Validating regexp

[alister]

On Thu, 10 Aug 2017 09:38:49 -0400, Larry Martell wrote:

> On Wed, Aug 9, 2017 at 8:33 PM, Cameron Simpson <cs at cskk.id.au> wrote:
>> On 09Aug2017 10:46, Jon Ribbens <jon+usenet at unequivocal.eu> wrote:
>>>
>>> On 2017-08-09, Cameron Simpson <cs at cskk.id.au> wrote:
>>>>
>>>> On 08Aug2017 17:31, Jon Ribbens <jon+usenet at unequivocal.eu> wrote:
>>>>>
>>>>> ... but bear in mind, there have been ways of doing
>>>>> denial-of-service attacks with valid-but-nasty regexps in the past,
>>>>> and I wouldn't want to rely on there not being any now.
>>>>
>>>>
>>>> The ones I've seen still require some input length (I'm thinking
>>>> exponential rematch backoff stuff here). I suspect that if your test
>>>> query matches the RE against a fixed empty string it is hard to be
>>>> exploited. i.e. I think most of this stuff isn't expensive in terms
>>>> of compiling the regexp but in executing it against text.
>>>
>>>
>>> Well yes, but presumably if the OP is receiving regexps from users
>>> they will be executed against text sooner or later.
>>
>>
>> True, but the OP (Larry) was after validation.
>>
>> The risk then depends on the degree of trust in the user. If the user
>> is a random person-from-the-internets, sure there's a risk there.
>> However, if the regexp is part of some internal configuration being set
>> up by trusted people (eg staff pursuing a goal) then validation will
>> normally be enough.
>>
>> Of course, that is a call for Larry to make, not us, but it need to be
>> bourne in mind by him.
> 
> The input comes from in house people, not from the internet.
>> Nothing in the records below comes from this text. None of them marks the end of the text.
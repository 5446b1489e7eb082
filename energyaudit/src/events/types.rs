use chrono::{DateTime, Utc};
use serde::{Deserialize, Serialize};
use std::str::FromStr;

use crate::circuit::CircuitSource;
use crate::conflict::{ConflictSeverity, ResolutionStrategy};

/// Who caused an event
#[derive(Debug, Clone, Copy, PartialEq, Eq, Hash, Serialize, Deserialize)]
#[serde(rename_all = "kebab-case")]
pub enum EventSource {
    VoltageDrop,
    ScheduleOfLoads,
    System,
    User,
}

impl EventSource {
    pub fn as_str(&self) -> &'static str {
        match self {
            EventSource::VoltageDrop => "voltage-drop",
            EventSource::ScheduleOfLoads => "schedule-of-loads",
            EventSource::System => "system",
            EventSource::User => "user",
        }
    }
}

impl std::fmt::Display for EventSource {
    fn fmt(&self, f: &mut std::fmt::Formatter<'_>) -> std::fmt::Result {
        f.write_str(self.as_str())
    }
}

impl From<CircuitSource> for EventSource {
    fn from(source: CircuitSource) -> Self {
        match source {
            CircuitSource::VoltageDrop => EventSource::VoltageDrop,
            CircuitSource::ScheduleOfLoads => EventSource::ScheduleOfLoads,
        }
    }
}

impl FromStr for EventSource {
    type Err = String;

    fn from_str(s: &str) -> Result<Self, Self::Err> {
        match s {
            "voltage-drop" => Ok(EventSource::VoltageDrop),
            "schedule-of-loads" => Ok(EventSource::ScheduleOfLoads),
            "system" => Ok(EventSource::System),
            "user" => Ok(EventSource::User),
            other => Err(format!("unknown event source: {}", other)),
        }
    }
}

/// Why a canonical circuit changed
#[derive(Debug, Clone, Copy, PartialEq, Eq, Serialize, Deserialize)]
#[serde(rename_all = "kebab-case")]
pub enum UpdateReason {
    /// A calculator edited the native record
    Edit,
    /// A sync pass re-derived the circuit from saved data
    Sync,
    Recalculation,
    Resolution,
}

#[derive(Debug, Clone, PartialEq, Serialize, Deserialize)]
#[serde(rename_all = "camelCase")]
pub struct SyncCompletion {
    pub successful: bool,
    pub duration_ms: u64,
    pub circuits_processed: usize,
    pub conflicts_detected: usize,
    #[serde(default, skip_serializing_if = "Option::is_none")]
    pub error: Option<String>,
}

/// Event payload, serialized as `{"type": ..., "data": {...}}`
#[derive(Debug, Clone, PartialEq, Serialize, Deserialize)]
#[serde(tag = "type", content = "data", rename_all = "kebab-case")]
pub enum SyncEventKind {
    SyncRequested {
        manual: bool,
    },
    SyncCompleted(SyncCompletion),
    #[serde(rename_all = "camelCase")]
    CircuitUpdated {
        circuit_id: String,
        reason: UpdateReason,
    },
    #[serde(rename_all = "camelCase")]
    CircuitCreated {
        circuit_id: String,
    },
    #[serde(rename_all = "camelCase")]
    CircuitDeleted {
        circuit_id: String,
    },
    #[serde(rename_all = "camelCase")]
    LoadScheduleUpdated {
        schedule_id: String,
        load_count: usize,
    },
    #[serde(rename_all = "camelCase")]
    LoadItemUpdated {
        schedule_id: Option<String>,
        load_id: String,
        circuit_id: String,
    },
    #[serde(rename_all = "camelCase")]
    ConflictDetected {
        conflict_id: String,
        circuit_id: String,
        severity: ConflictSeverity,
    },
    #[serde(rename_all = "camelCase")]
    ConflictResolved {
        conflict_id: String,
        circuit_id: String,
        strategy: ResolutionStrategy,
    },
}

impl SyncEventKind {
    pub fn event_type(&self) -> SyncEventType {
        match self {
            SyncEventKind::SyncRequested { .. } => SyncEventType::SyncRequested,
            SyncEventKind::SyncCompleted(_) => SyncEventType::SyncCompleted,
            SyncEventKind::CircuitUpdated { .. } => SyncEventType::CircuitUpdated,
            SyncEventKind::CircuitCreated { .. } => SyncEventType::CircuitCreated,
            SyncEventKind::CircuitDeleted { .. } => SyncEventType::CircuitDeleted,
            SyncEventKind::LoadScheduleUpdated { .. } => SyncEventType::LoadScheduleUpdated,
            SyncEventKind::LoadItemUpdated { .. } => SyncEventType::LoadItemUpdated,
            SyncEventKind::ConflictDetected { .. } => SyncEventType::ConflictDetected,
            SyncEventKind::ConflictResolved { .. } => SyncEventType::ConflictResolved,
        }
    }
}

/// Payload discriminant, used for filtering
#[derive(Debug, Clone, Copy, PartialEq, Eq, Hash, Serialize, Deserialize)]
#[serde(rename_all = "kebab-case")]
pub enum SyncEventType {
    SyncRequested,
    SyncCompleted,
    CircuitUpdated,
    CircuitCreated,
    CircuitDeleted,
    LoadScheduleUpdated,
    LoadItemUpdated,
    ConflictDetected,
    ConflictResolved,
}

impl SyncEventType {
    pub const ALL: [SyncEventType; 9] = [
        SyncEventType::SyncRequested,
        SyncEventType::SyncCompleted,
        SyncEventType::CircuitUpdated,
        SyncEventType::CircuitCreated,
        SyncEventType::CircuitDeleted,
        SyncEventType::LoadScheduleUpdated,
        SyncEventType::LoadItemUpdated,
        SyncEventType::ConflictDetected,
        SyncEventType::ConflictResolved,
    ];

    pub fn as_str(&self) -> &'static str {
        match self {
            SyncEventType::SyncRequested => "sync-requested",
            SyncEventType::SyncCompleted => "sync-completed",
            SyncEventType::CircuitUpdated => "circuit-updated",
            SyncEventType::CircuitCreated => "circuit-created",
            SyncEventType::CircuitDeleted => "circuit-deleted",
            SyncEventType::LoadScheduleUpdated => "load-schedule-updated",
            SyncEventType::LoadItemUpdated => "load-item-updated",
            SyncEventType::ConflictDetected => "conflict-detected",
            SyncEventType::ConflictResolved => "conflict-resolved",
        }
    }
}

impl std::fmt::Display for SyncEventType {
    fn fmt(&self, f: &mut std::fmt::Formatter<'_>) -> std::fmt::Result {
        f.write_str(self.as_str())
    }
}

impl FromStr for SyncEventType {
    type Err = String;

    fn from_str(s: &str) -> Result<Self, Self::Err> {
        SyncEventType::ALL
            .iter()
            .copied()
            .find(|t| t.as_str() == s)
            .ok_or_else(|| format!("unknown event type: {}", s))
    }
}

/// An immutable log entry. `seq` orders events; `timestamp` is for display.
#[derive(Debug, Clone, PartialEq, Serialize, Deserialize)]
pub struct SyncEvent {
    pub seq: u64,
    pub timestamp: DateTime<Utc>,
    pub source: EventSource,
    #[serde(flatten)]
    pub kind: SyncEventKind,
}

impl SyncEvent {
    pub fn event_type(&self) -> SyncEventType {
        self.kind.event_type()
    }
}

#[cfg(test)]
mod tests {
    use super::*;

    #[test]
    fn test_event_serializes_tagged() {
        let event = SyncEvent {
            seq: 7,
            timestamp: Utc::now(),
            source: EventSource::ScheduleOfLoads,
            kind: SyncEventKind::LoadItemUpdated {
                schedule_id: Some("P-1".to_string()),
                load_id: "L1".to_string(),
                circuit_id: "P-1-L1".to_string(),
            },
        };
        let json = serde_json::to_value(&event).unwrap();
        assert_eq!(json["type"], "load-item-updated");
        assert_eq!(json["source"], "schedule-of-loads");
        assert_eq!(json["data"]["circuitId"], "P-1-L1");
        assert_eq!(json["seq"], 7);
    }

    #[test]
    fn test_event_type_parsing() {
        assert_eq!("sync-completed".parse::<SyncEventType>(), Ok(SyncEventType::SyncCompleted));
        assert!("sync-finished".parse::<SyncEventType>().is_err());
        assert_eq!("user".parse::<EventSource>(), Ok(EventSource::User));
    }
}
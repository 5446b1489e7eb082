//! Synchronization Engine
//!
//! Owns the canonical circuit map, the native record snapshots it was
//! derived from, the conflict list and the event log for one audit session.

pub mod engine;
mod state;
pub mod status;

pub use engine::{SyncEngine, SyncFailure};
pub use state::ChangeSet;
pub use status::{CircuitChange, SyncOutcome, SyncStats, SyncStatus, UpsertOutcome};
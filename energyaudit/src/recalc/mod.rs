//! Recalculation Scheduler
//!
//! Debounces circuit edits and recalculates the affected circuits in
//! batches, reporting progress to registered listeners.

pub mod scheduler;
pub mod timer;

use async_trait::async_trait;
use thiserror::Error;

use crate::calc::CalculationError;
use crate::circuit::ConversionError;

pub use scheduler::{RecalcPhase, RecalculationEvent, RecalculationListener, RecalculationScheduler, Subscription};
pub use timer::DebounceTimer;

#[derive(Debug, Clone, PartialEq, Error)]
pub enum RecalculationError {
    #[error("Unknown circuit: {0}")]
    UnknownCircuit(String),

    #[error(transparent)]
    Conversion(#[from] ConversionError),

    #[error("Calculation failed: {0}")]
    Calculation(#[from] CalculationError),
}

/// Anything that can recalculate a circuit by canonical id
#[async_trait]
pub trait CircuitRecalculator: Send + Sync {
    async fn recalculate(&self, circuit_id: &str) -> Result<(), RecalculationError>;
}
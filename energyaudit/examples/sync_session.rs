//! Sync session example: load saved calculations, report conflicts and
//! settle them with the newest-wins merge.

use energyaudit::prelude::*;
use energyaudit::{import_calculations, CalculationKind, MemoryStore};
use std::path::Path;
use std::sync::Arc;

#[tokio::main]
async fn main() -> Result<(), EnergyAuditError> {
    let mut args = std::env::args().skip(1);
    let schedules = args
        .next()
        .unwrap_or_else(|| "tests/fixtures/schedules.json".to_string());
    let voltage_drop = args
        .next()
        .unwrap_or_else(|| "tests/fixtures/voltage_drop.json".to_string());

    for path in [&schedules, &voltage_drop] {
        if !Path::new(path).exists() {
            eprintln!("File not found: {}", path);
            eprintln!("Usage: cargo run --example sync_session [schedules.json] [voltage_drop.json]");
            std::process::exit(1);
        }
    }

    let store = Arc::new(MemoryStore::new());
    import_calculations(store.as_ref(), CalculationKind::ScheduleOfLoads, Path::new(&schedules)).await?;
    import_calculations(store.as_ref(), CalculationKind::VoltageDrop, Path::new(&voltage_drop)).await?;

    let session = AuditSession::new(SyncConfig::default(), store);
    let report = session.sync(true).await;

    println!("Circuits processed: {}", report.outcome.circuits_processed);
    println!("Conflicts detected: {}", report.outcome.conflicts_detected);
    println!();

    let open: Vec<Conflict> = report.unresolved().cloned().collect();
    for conflict in &open {
        println!(
            "  [{}] {} vs {}: {} ({:.2}{} vs {:.2}{})",
            conflict.severity,
            conflict.circuit_id,
            conflict.counterpart_id,
            conflict.conflict_type,
            conflict.voltage_drop_source.value,
            conflict.conflict_type.unit(),
            conflict.schedule_of_loads_source.value,
            conflict.conflict_type.unit(),
        );
    }

    let ids: Vec<String> = open.iter().map(|c| c.id.clone()).collect();
    let batch = session.engine().resolve_conflicts(&ids, ResolutionStrategy::Merge).await;
    println!();
    println!("Resolved {}, failed {}", batch.success_count(), batch.failure_count());

    let report = session.sync(false).await;
    if report.has_severity_at_least(ConflictSeverity::Low) {
        println!("Conflicts remain after merge.");
        std::process::exit(1);
    }
    println!("Calculators are in sync.");
    Ok(())
}
//! Calculation collaborators
//!
//! The engine treats the engineering formulas as black boxes behind two
//! traits. `PecCalculator` is the bundled implementation of both.

pub mod compliance;
pub mod voltage_drop;

use thiserror::Error;

use crate::circuit::schema::{LoadItem, LoadSchedule, VoltageDropInputs, VoltageDropResult};

pub use compliance::ComplianceReport;
pub use voltage_drop::{lookup_conductor, ConductorSpec, PecCalculator, CONDUCTOR_TABLE};

/// PEC limit for branch circuit and feeder voltage drop, in percent
pub const PEC_MAX_VOLTAGE_DROP_PERCENT: f64 = 3.0;

#[derive(Debug, Clone, PartialEq, Error)]
pub enum CalculationError {
    #[error("Invalid input: {0}")]
    InvalidInput(String),

    #[error("Unknown conductor size: {0}")]
    UnknownConductor(String),
}

/// Voltage drop calculation consumed by the engine
pub trait VoltageDropCalculator: Send + Sync {
    fn calculate(&self, inputs: &VoltageDropInputs) -> Result<VoltageDropResult, CalculationError>;

    /// Smallest conductor meeting ampacity and drop limits, if any
    fn find_optimal_conductor_size(&self, inputs: &VoltageDropInputs) -> Option<String>;
}

/// PEC compliance checks consumed by the engine
pub trait ComplianceChecker: Send + Sync {
    fn check_load_item(&self, item: &LoadItem, voltage: f64) -> ComplianceReport;

    /// Return a copy of the schedule with its compliance flag refreshed
    fn update_load_schedule_compliance(&self, schedule: &LoadSchedule) -> LoadSchedule;
}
The question would still be should the input be trusted & I would still 
say no, accidental errors can cause as much damage as malicious input if 
not correctly sanitised.

my experience with regex's is insufficient to help with any of the rest 
of this query




-- 
For some reason, this fortune reminds everyone of Marvin Zelkowitz.